*** Opening of Material for this exercise ***
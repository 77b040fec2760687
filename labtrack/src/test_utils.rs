//! Test utilities: app/user factories and authentication helpers.

use crate::db::handlers::{Items, Repository, Rooms, Users};
use crate::db::models::items::{ItemCreateDBRequest, ItemDBResponse};
use crate::db::models::rooms::{RoomCreateDBRequest, RoomDBResponse};
use crate::db::models::users::{UserCreateDBRequest, UserDBResponse};
use crate::types::UserId;
use crate::{AppState, auth::session};
use axum_test::TestServer;
use sqlx::PgPool;
use uuid::Uuid;

pub fn create_test_config() -> crate::config::Config {
    crate::config::Config {
        host: "127.0.0.1".to_string(),
        port: 0,
        database_url: "overridden-by-test-pool".to_string(),
        first_superuser_email: "admin@test.com".to_string(),
        first_superuser_password: None,
        secret_key: Some("test-secret-key-for-testing-only".to_string()),
        auth: crate::config::AuthConfig::default(),
    }
}

pub fn create_test_state(pool: PgPool) -> AppState {
    AppState::builder().db(pool).config(create_test_config()).build()
}

pub async fn create_test_app(pool: PgPool) -> TestServer {
    let app = crate::Application::new_with_pool(create_test_config(), pool)
        .await
        .expect("Failed to create application");

    app.into_test_server()
}

/// Role flags for a test user.
#[derive(Debug, Clone, Copy)]
pub struct TestFlags {
    pub is_active: bool,
    pub is_superuser: bool,
    pub is_part_of_lab: bool,
    pub can_edit_items: bool,
    pub can_edit_labs: bool,
    pub can_edit_users: bool,
}

impl Default for TestFlags {
    /// An active account with no lab flags at all.
    fn default() -> Self {
        Self {
            is_active: true,
            is_superuser: false,
            is_part_of_lab: false,
            can_edit_items: false,
            can_edit_labs: false,
            can_edit_users: false,
        }
    }
}

impl TestFlags {
    pub fn lab_member() -> Self {
        Self {
            is_part_of_lab: true,
            ..Self::default()
        }
    }

    pub fn item_editor() -> Self {
        Self {
            is_part_of_lab: true,
            can_edit_items: true,
            ..Self::default()
        }
    }

    pub fn lab_admin() -> Self {
        Self {
            is_part_of_lab: true,
            can_edit_labs: true,
            ..Self::default()
        }
    }

    pub fn user_admin() -> Self {
        Self {
            can_edit_users: true,
            ..Self::default()
        }
    }
}

pub async fn create_test_user(pool: &PgPool, flags: TestFlags) -> UserDBResponse {
    let mut conn = pool.acquire().await.expect("Failed to acquire connection");
    let mut users_repo = Users::new(&mut conn);
    let email = format!("testuser_{}@example.com", Uuid::new_v4().simple());

    users_repo
        .create(&UserCreateDBRequest {
            email,
            full_name: Some("Test User".to_string()),
            hashed_password: "not-a-real-hash".to_string(),
            is_active: flags.is_active,
            is_superuser: flags.is_superuser,
            is_part_of_lab: flags.is_part_of_lab,
            can_edit_items: flags.can_edit_items,
            can_edit_labs: flags.can_edit_labs,
            can_edit_users: flags.can_edit_users,
        })
        .await
        .expect("Failed to create test user")
}

pub async fn create_test_item(pool: &PgPool, name: &str) -> ItemDBResponse {
    let mut conn = pool.acquire().await.expect("Failed to acquire connection");
    let mut items_repo = Items::new(&mut conn);

    items_repo
        .create(&ItemCreateDBRequest {
            item_name: name.to_string(),
            current_room: None,
            table_name: None,
            system_name: None,
            current_owner_id: None,
            taken_at: None,
            item_img_url: None,
            item_vendor: None,
            item_params: None,
            is_available: true,
        })
        .await
        .expect("Failed to create test item")
}

pub async fn create_test_room(pool: &PgPool, room_number: &str, owner: Option<UserId>) -> RoomDBResponse {
    let mut conn = pool.acquire().await.expect("Failed to acquire connection");
    let mut rooms_repo = Rooms::new(&mut conn);

    rooms_repo
        .create(&RoomCreateDBRequest {
            room_number: room_number.to_string(),
            room_place: "Test wing".to_string(),
            room_owner_id: owner,
        })
        .await
        .expect("Failed to create test room")
}

/// Bearer authorization header for a test user.
pub fn auth_header(user: &UserDBResponse) -> (String, String) {
    let token = session::create_session_token(user.id, &create_test_config()).expect("Failed to create session token");
    ("authorization".to_string(), format!("Bearer {token}"))
}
*** Close of Material for this exercise ***
What lines in the entries contain "session"? Report each one by copying it.

use crate::{AppState, auth::session};
    let token = session::create_session_token(user.id, &create_test_config()).expect("Failed to create session token");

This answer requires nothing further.